Euro zone industrial new orders fell less than expected on the month in September, following sharp rises in the previous two months, but analysts said the volatile data series would have no impact on monetary policy.
European Union statistics office Eurostat said today industrial new orders fell 1.3 per cent on a monthly basis against market expectations of a 2.0 per cent decline.
They rose 7.6 per cent year-on-year, below forecasts of 10.4 per cent. Stripping out orders for ships, trains and aircraft, overall orders fell 2.0 per cent month-on-month and grew even less in annual terms, by 5.4 per cent.
New orders had risen 3.8 per cent in August and 2.0 per cent in July month-on-month.
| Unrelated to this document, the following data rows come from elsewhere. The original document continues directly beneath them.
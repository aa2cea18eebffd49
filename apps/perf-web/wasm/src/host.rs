//! Browser implementation of the collector's host capabilities
//!
//! Timeline entries and vendor extensions are read through `Reflect` rather
//! than typed bindings, since engines disagree on which fields exist.

use crate::js;
use crate::vitals;
use futures::future::LocalBoxFuture;
use js_sys::{Array, Function};
use perf_core::host::{
    ConnectionInfo, DocumentState, EntryObserver, Handler, LifecycleSignal, LifecycleSource,
    LongTaskEntry, MemoryInfo, NavigationTiming, PaintEntry, ResourceEntry, TimingSource,
    VitalsFuture,
};
use perf_core::{Disposer, Host, PerfError, Result};
use tracing::debug;
use wasm_bindgen::prelude::*;
use wasm_bindgen::JsCast;
use web_sys::{
    AddEventListenerOptions, Document, EventTarget, Performance, PerformanceObserver, Window,
};

/// Everything the collector can reach from a browser window
pub struct WebHost {
    window: Window,
    performance: Option<Performance>,
    timing: Option<WebTiming>,
    observer: Option<WebObserver>,
    document: Option<WebDocument>,
    lifecycle: Option<WebLifecycle>,
    vitals_module: Option<JsValue>,
}

impl WebHost {
    /// Probe the current global for capabilities.
    ///
    /// Returns `None` outside a window context (workers, server rendering).
    /// `vitals_module` replaces the dynamic import of `web-vitals` when set;
    /// `resource_filter` sees each raw resource timing entry before parsing.
    pub fn from_window(
        vitals_module: Option<JsValue>,
        resource_filter: Option<Function>,
    ) -> Option<Self> {
        let window = web_sys::window()?;
        let performance = window.performance();
        let document = window.document();

        let observer = js::get(&window, "PerformanceObserver").map(|constructor| WebObserver {
            supported_types: js::get(&constructor, "supportedEntryTypes")
                .map(|types| Array::from(&types)),
            resource_filter,
        });

        Some(Self {
            timing: performance.clone().map(|performance| WebTiming { performance }),
            observer,
            document: document.clone().map(|document| WebDocument {
                window: window.clone(),
                document,
            }),
            lifecycle: document.map(|document| WebLifecycle {
                window: window.clone(),
                document,
            }),
            performance,
            window,
            vitals_module,
        })
    }
}

impl Host for WebHost {
    fn page_url(&self) -> Option<String> {
        self.window.location().href().ok()
    }

    fn now_ms(&self) -> i64 {
        js_sys::Date::now() as i64
    }

    fn random(&self) -> f64 {
        js_sys::Math::random()
    }

    fn timing(&self) -> Option<&dyn TimingSource> {
        self.timing.as_ref().map(|t| t as &dyn TimingSource)
    }

    fn observer(&self) -> Option<&dyn EntryObserver> {
        self.observer.as_ref().map(|o| o as &dyn EntryObserver)
    }

    fn document(&self) -> Option<&dyn DocumentState> {
        self.document.as_ref().map(|d| d as &dyn DocumentState)
    }

    fn lifecycle(&self) -> Option<&dyn LifecycleSource> {
        self.lifecycle.as_ref().map(|l| l as &dyn LifecycleSource)
    }

    fn connection_info(&self, alias: &str) -> Option<ConnectionInfo> {
        let navigator = self.window.navigator();
        js::get(&navigator, alias).map(|connection| parse_connection(&connection))
    }

    fn memory_info(&self) -> Option<MemoryInfo> {
        let performance = self.performance.as_ref()?;
        js::get(performance, "memory").map(|memory| parse_memory(&memory))
    }

    fn vitals(&self) -> Option<VitalsFuture> {
        Some(Box::pin(vitals::load(self.vitals_module.clone())))
    }

    fn spawn_local(&self, task: LocalBoxFuture<'static, ()>) -> bool {
        wasm_bindgen_futures::spawn_local(task);
        true
    }
}

// ============================================================================
// Performance timeline
// ============================================================================

pub struct WebTiming {
    performance: Performance,
}

impl WebTiming {
    fn entries(&self, entry_type: &'static str) -> Result<Array> {
        let entries = js::call1(
            &self.performance,
            "getEntriesByType",
            &JsValue::from_str(entry_type),
        )
        .map_err(|e| PerfError::read(entry_type, js::describe(&e)))?;

        entries
            .dyn_into::<Array>()
            .map_err(|_| PerfError::read(entry_type, "getEntriesByType did not return an array"))
    }
}

impl TimingSource for WebTiming {
    fn navigation_entry(&self) -> Result<Option<NavigationTiming>> {
        let entries = self.entries("navigation")?;
        let first = entries.get(0);
        if first.is_undefined() {
            return Ok(None);
        }
        Ok(Some(parse_navigation(&first)))
    }

    fn paint_entries(&self) -> Result<Vec<PaintEntry>> {
        let entries = self.entries("paint")?;
        Ok(entries.iter().filter_map(|e| parse_paint(&e)).collect())
    }

    fn legacy_navigation_type(&self) -> Option<String> {
        let navigation = js::get(&self.performance, "navigation")?;
        js::number(&navigation, "type").map(legacy_type_name)
    }
}

/// Name for a numeric `performance.navigation.type`
pub fn legacy_type_name(code: f64) -> String {
    match code as u32 {
        0 => "navigate".to_string(),
        1 => "reload".to_string(),
        2 => "back_forward".to_string(),
        other => other.to_string(),
    }
}

fn parse_navigation(entry: &JsValue) -> NavigationTiming {
    NavigationTiming {
        navigation_type: js::string(entry, "type"),
        domain_lookup_start: js::number(entry, "domainLookupStart"),
        domain_lookup_end: js::number(entry, "domainLookupEnd"),
        connect_start: js::number(entry, "connectStart"),
        connect_end: js::number(entry, "connectEnd"),
        secure_connection_start: js::number(entry, "secureConnectionStart"),
        request_start: js::number(entry, "requestStart"),
        response_start: js::number(entry, "responseStart"),
        response_end: js::number(entry, "responseEnd"),
        dom_interactive: js::number(entry, "domInteractive"),
        dom_content_loaded_event_end: js::number(entry, "domContentLoadedEventEnd"),
        dom_complete: js::number(entry, "domComplete"),
        load_event_start: js::number(entry, "loadEventStart"),
        load_event_end: js::number(entry, "loadEventEnd"),
    }
}

fn parse_paint(entry: &JsValue) -> Option<PaintEntry> {
    Some(PaintEntry {
        name: js::string(entry, "name")?,
        start_time: js::number(entry, "startTime")?,
    })
}

fn parse_long_task(entry: &JsValue) -> Option<LongTaskEntry> {
    Some(LongTaskEntry {
        start_time: js::number(entry, "startTime")?,
        duration: js::number(entry, "duration")?,
        attribution: js::get(entry, "attribution").and_then(|a| js::to_json(&a)),
    })
}

fn parse_resource(entry: &JsValue) -> Option<ResourceEntry> {
    Some(ResourceEntry {
        name: js::string(entry, "name")?,
        initiator_type: js::string(entry, "initiatorType"),
        start_time: js::number(entry, "startTime").unwrap_or_default(),
        duration: js::number(entry, "duration").unwrap_or_default(),
        transfer_size: js::number(entry, "transferSize"),
        encoded_body_size: js::number(entry, "encodedBodySize"),
        decoded_body_size: js::number(entry, "decodedBodySize"),
        next_hop_protocol: js::string(entry, "nextHopProtocol"),
    })
}

fn parse_connection(connection: &JsValue) -> ConnectionInfo {
    ConnectionInfo {
        effective_type: js::string(connection, "effectiveType"),
        downlink: js::number(connection, "downlink"),
        rtt: js::number(connection, "rtt"),
        save_data: js::boolean(connection, "saveData"),
    }
}

fn parse_memory(memory: &JsValue) -> MemoryInfo {
    MemoryInfo {
        js_heap_size_limit: js::number(memory, "jsHeapSizeLimit"),
        total_js_heap_size: js::number(memory, "totalJSHeapSize"),
        used_js_heap_size: js::number(memory, "usedJSHeapSize"),
    }
}

// ============================================================================
// PerformanceObserver
// ============================================================================

pub struct WebObserver {
    /// `PerformanceObserver.supportedEntryTypes`, when the engine exposes it
    supported_types: Option<Array>,
    resource_filter: Option<Function>,
}

impl WebObserver {
    fn supports(&self, entry_type: &str) -> bool {
        match &self.supported_types {
            Some(types) => types.includes(&JsValue::from_str(entry_type), 0),
            None => true,
        }
    }

    fn observe<T: 'static>(
        &self,
        entry_type: &'static str,
        parse: fn(&JsValue) -> Option<T>,
        admit: Option<Function>,
        mut handler: Box<dyn FnMut(Vec<T>)>,
    ) -> Result<Disposer> {
        if !self.supports(entry_type) {
            return Err(PerfError::subscribe(entry_type, "entry type not supported"));
        }

        let callback = Closure::wrap(Box::new(move |list: JsValue| {
            let Some(entries) = js::function(&list, "getEntries").and_then(|f| f.call0(&list).ok())
            else {
                return;
            };
            let parsed: Vec<T> = Array::from(&entries)
                .iter()
                .filter(|entry| admit.as_ref().map_or(true, |f| admits_resource(f, entry)))
                .filter_map(|entry| parse(&entry))
                .collect();
            if !parsed.is_empty() {
                handler(parsed);
            }
        }) as Box<dyn FnMut(JsValue)>);

        let observer = PerformanceObserver::new(callback.as_ref().unchecked_ref())
            .map_err(|e| PerfError::subscribe(entry_type, js::describe(&e)))?;
        let init = js::object(&[
            ("type", JsValue::from_str(entry_type)),
            ("buffered", JsValue::TRUE),
        ])
        .map_err(|e| PerfError::subscribe(entry_type, js::describe(&e)))?;
        js::call1(&observer, "observe", &init)
            .map_err(|e| PerfError::subscribe(entry_type, js::describe(&e)))?;

        Ok(Box::new(move || {
            observer.disconnect();
            drop(callback);
            Ok(())
        }))
    }
}

impl EntryObserver for WebObserver {
    fn observe_long_tasks(&self, handler: Box<dyn FnMut(Vec<LongTaskEntry>)>) -> Result<Disposer> {
        self.observe("longtask", parse_long_task, None, handler)
    }

    fn observe_resources(&self, handler: Box<dyn FnMut(Vec<ResourceEntry>)>) -> Result<Disposer> {
        self.observe(
            "resource",
            parse_resource,
            self.resource_filter.clone(),
            handler,
        )
    }
}

/// Run a page-supplied resource filter on a raw timing entry.
///
/// Entries the filter throws on are dropped.
pub fn admits_resource(filter: &Function, entry: &JsValue) -> bool {
    match filter.call1(&JsValue::NULL, entry) {
        Ok(keep) => keep.is_truthy(),
        Err(e) => {
            debug!(
                url = %js::string(entry, "name").unwrap_or_default(),
                "resourceFilter threw: {}",
                js::describe(&e)
            );
            false
        }
    }
}

// ============================================================================
// Document and lifecycle
// ============================================================================

pub struct WebDocument {
    window: Window,
    document: Document,
}

impl DocumentState for WebDocument {
    fn is_complete(&self) -> bool {
        self.document.ready_state() == "complete"
    }

    fn on_load(&self, handler: Box<dyn FnOnce()>) -> Result<()> {
        let callback = Closure::once_into_js(move || handler());
        let options = AddEventListenerOptions::new();
        options.set_once(true);

        self.window
            .add_event_listener_with_callback_and_add_event_listener_options(
                "load",
                callback.unchecked_ref(),
                &options,
            )
            .map_err(|e| PerfError::subscribe("load", js::describe(&e)))
    }
}

pub struct WebLifecycle {
    window: Window,
    document: Document,
}

impl WebLifecycle {
    fn target(&self, signal: LifecycleSignal) -> EventTarget {
        match signal {
            LifecycleSignal::VisibilityChange => self.document.clone().unchecked_into(),
            LifecycleSignal::PageHide => self.window.clone().unchecked_into(),
        }
    }
}

impl LifecycleSource for WebLifecycle {
    fn listen(&self, signal: LifecycleSignal, handler: Handler) -> Result<Disposer> {
        let name = signal.event_name();
        let target = self.target(signal);
        let callback = Closure::wrap(Box::new(move || handler()) as Box<dyn FnMut()>);

        target
            .add_event_listener_with_callback(name, callback.as_ref().unchecked_ref())
            .map_err(|e| PerfError::subscribe(name, js::describe(&e)))?;

        Ok(Box::new(move || {
            let removed =
                target.remove_event_listener_with_callback(name, callback.as_ref().unchecked_ref());
            match removed {
                Ok(()) => Ok(()),
                Err(e) => {
                    // Still attached; the closure has to outlive the listener
                    callback.forget();
                    Err(PerfError::Release(format!("{}: {}", name, js::describe(&e))))
                }
            }
        }))
    }

    fn is_hidden(&self) -> bool {
        js::string(&self.document, "visibilityState").as_deref() == Some("hidden")
    }
}

#[cfg(test)]
mod tests {
    use super::*;

    #[test]
    fn test_legacy_type_names() {
        assert_eq!(legacy_type_name(0.0), "navigate");
        assert_eq!(legacy_type_name(1.0), "reload");
        assert_eq!(legacy_type_name(2.0), "back_forward");
        assert_eq!(legacy_type_name(255.0), "255");
    }
}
The figures give an indication of industrial production in a few months' time.
Analysts said the latest data would do little to alter the European Central Bank's view of the robustness of the euro zone economy.
The European Commission and ECB expect growth in the 12-nation euro zone to reach 2.5-2.6 per cent this year.
The ECB is widely expected to raise interest rates by 25 basis points to 3.5 percent in December to stem medium-term inflationary pressures as the economy and money supply grow.
Some analysts believe it will raise rates once more in early 2007 but then pause to gauge the extent of an expected economic slowdown due to higher interest rates, tighter fiscal policy in the euro zone and slower global growth.